WHAT THE TASK REQUIRES
Search the records for the word "ReportTree" and copy every line in which it occurs.

= = =

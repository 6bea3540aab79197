#![forbid(unsafe_code)]

//! Tree builder: upserts entities for one event at a time.
//!
//! # Ingest walk
//!
//! ```text
//! suitePath [a, b, c]  ->  suite a (root) -> suite a/b -> suite a/b/c (leaf)
//!                                                          └─ browser
//!                                                             └─ result (always appended)
//!                                                                └─ images (descriptor order)
//! ```
//!
//! Shape checks run before the first write, so a rejected event leaves the
//! tree untouched. After the write, only the leaf-to-root branch is
//! re-aggregated.

use tracing::{debug, debug_span, warn};

use crate::error::{Result, TreeError};
use crate::event::{SuitePath, TestAttempt, validate_browser_name};
use crate::ids;
use crate::status::StatusKind;
use crate::tree::{Browser, Image, ReportTree, Suite, TestResult, push_unique};

const TARGET: &str = "shotreport.tree";
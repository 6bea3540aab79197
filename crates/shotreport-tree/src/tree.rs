#![forbid(unsafe_code)]

//! Normalized report tree: four flat, id-keyed tables.
//!
//! # Layout
//!
//! ```text
//! suites    byId, allRootIds, failedRootIds, allIds, failedIds
//! browsers  byId, allIds
//! results   byId, allIds, failedIds
//! images    byId, allIds, failedIds
//! ```
//!
//! Entities reference their parent by id (`parentId`) and their children by
//! ordered id lists. Nothing holds a pointer to another entity, so every
//! table serializes independently and the whole tree round-trips through the
//! JSON snapshot shape consumed by the report front end.
//!
//! # Invariants
//!
//! - Ids are unique per table and every `parentId` resolves.
//! - A suite has child suites or browsers, never both.
//! - Id lists are duplicate-free; `failedIds` is a subset of `allIds` and
//!   holds exactly the entities whose status is failing.
//!
//! [`ReportTree::check_consistency`] verifies all of the above.

use std::collections::{HashMap, HashSet};

use serde::{Deserialize, Serialize};

use crate::event::{AttemptMeta, ImageInfo, ImageRef};
use crate::ids;
use crate::status::StatusKind;

/// Id-keyed entity table.
pub type IdMap<V> = HashMap<String, V, ahash::RandomState>;

// ============================================================================
// Entities
// ============================================================================

/// One level of the test-path hierarchy.
#[derive(Debug, Clone, PartialEq, Eq, Serialize, Deserialize)]
#[serde(rename_all = "camelCase")]
pub struct Suite {
    pub id: String,
    pub name: String,
    pub parent_id: Option<String>,
    pub root: bool,
    pub suite_path: Vec<String>,
    pub status: StatusKind,
    /// Child suite ids (internal suites only).
    #[serde(default, skip_serializing_if = "Vec::is_empty")]
    pub suites: Vec<String>,
    /// Browser ids (leaf suites only).
    #[serde(default, skip_serializing_if = "Vec::is_empty")]
    pub browsers: Vec<String>,
    /// Some descendant browser carries history copied from a previous run.
    #[serde(default, skip_serializing_if = "std::ops::Not::not")]
    pub reused: bool,
}

impl Suite {
    pub(crate) fn new(suite_path: &[String], parent_id: Option<String>) -> Self {
        Self {
            id: ids::suite_id(suite_path),
            name: suite_path.last().cloned().unwrap_or_default(),
            root: parent_id.is_none(),
            parent_id,
            suite_path: suite_path.to_vec(),
            status: StatusKind::Idle,
            suites: Vec::new(),
            browsers: Vec::new(),
            reused: false,
        }
    }

    #[must_use]
    pub fn is_leaf(&self) -> bool {
        !self.browsers.is_empty()
    }

    #[must_use]
    pub fn is_internal(&self) -> bool {
        !self.suites.is_empty()
    }
}
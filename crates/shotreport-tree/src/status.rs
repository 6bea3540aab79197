#![forbid(unsafe_code)]

//! Status kinds and the precedence fold used to aggregate them.
//!
//! # Precedence
//!
//! When several child statuses are folded into one parent status, the one
//! that appears earliest in [`STATUS_PRECEDENCE`] wins:
//!
//! | Rank | Status    | Failing |
//! |------|-----------|---------|
//! | 0    | `running` | no      |
//! | 1    | `queued`  | no      |
//! | 2    | `error`   | yes     |
//! | 3    | `fail`    | yes     |
//! | 4    | `updated` | no      |
//! | 5    | `success` | no      |
//! | 6    | `idle`    | no      |
//! | 7    | `skipped` | no      |
//!
//! Non-final statuses outrank everything so a branch with any test still in
//! flight reads as in flight.

use std::fmt;

use serde::{Deserialize, Serialize};

/// Closed set of statuses carried by every tree entity.
#[derive(Debug, Clone, Copy, PartialEq, Eq, Hash, Default, Serialize, Deserialize)]
#[serde(rename_all = "lowercase")]
pub enum StatusKind {
    /// Declared, not yet executed.
    #[default]
    Idle,
    /// Scheduled for execution in the current run.
    Queued,
    /// Currently executing.
    Running,
    Success,
    Fail,
    Error,
    Skipped,
    /// Reference image was accepted as the new baseline.
    Updated,
}

/// Fold order, highest precedence first.
pub const STATUS_PRECEDENCE: [StatusKind; 8] = [
    StatusKind::Running,
    StatusKind::Queued,
    StatusKind::Error,
    StatusKind::Fail,
    StatusKind::Updated,
    StatusKind::Success,
    StatusKind::Idle,
    StatusKind::Skipped,
];

impl StatusKind {
    /// Position in [`STATUS_PRECEDENCE`]; lower wins.
    #[must_use]
    pub const fn rank(self) -> u8 {
        match self {
            Self::Running => 0,
            Self::Queued => 1,
            Self::Error => 2,
            Self::Fail => 3,
            Self::Updated => 4,
            Self::Success => 5,
            Self::Idle => 6,
            Self::Skipped => 7,
        }
    }

    /// Statuses that place an entity in the `failedIds` lists.
    #[must_use]
    pub const fn is_failed(self) -> bool {
        matches!(self, Self::Fail | Self::Error)
    }

    /// Whether the status can still change within the current run.
    #[must_use]
    pub const fn is_in_flight(self) -> bool {
        matches!(self, Self::Running | Self::Queued)
    }

    #[must_use]
    pub const fn as_str(self) -> &'static str {
        match self {
            Self::Idle => "idle",
            Self::Queued => "queued",
            Self::Running => "running",
            Self::Success => "success",
            Self::Fail => "fail",
            Self::Error => "error",
            Self::Skipped => "skipped",
            Self::Updated => "updated",
        }
    }
}

impl fmt::Display for StatusKind {
    fn fmt(&self, f: &mut fmt::Formatter<'_>) -> fmt::Result {
        f.write_str(self.as_str())
    }
}

/// Fold statuses into one using [`STATUS_PRECEDENCE`].
///
/// Total: an empty input yields [`StatusKind::Idle`].
#[must_use]
pub fn reduce_statuses<I>(statuses: I) -> StatusKind
where
    I: IntoIterator<Item = StatusKind>,
{
    statuses
        .into_iter()
        .min_by_key(|status| status.rank())
        .unwrap_or(StatusKind::Idle)
}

= = =

ANSWER AREA
use crate::tree::{Browser, Image, ReportTree, Suite, TestResult, push_unique};
//! [`ReportTree::check_consistency`] verifies all of the above.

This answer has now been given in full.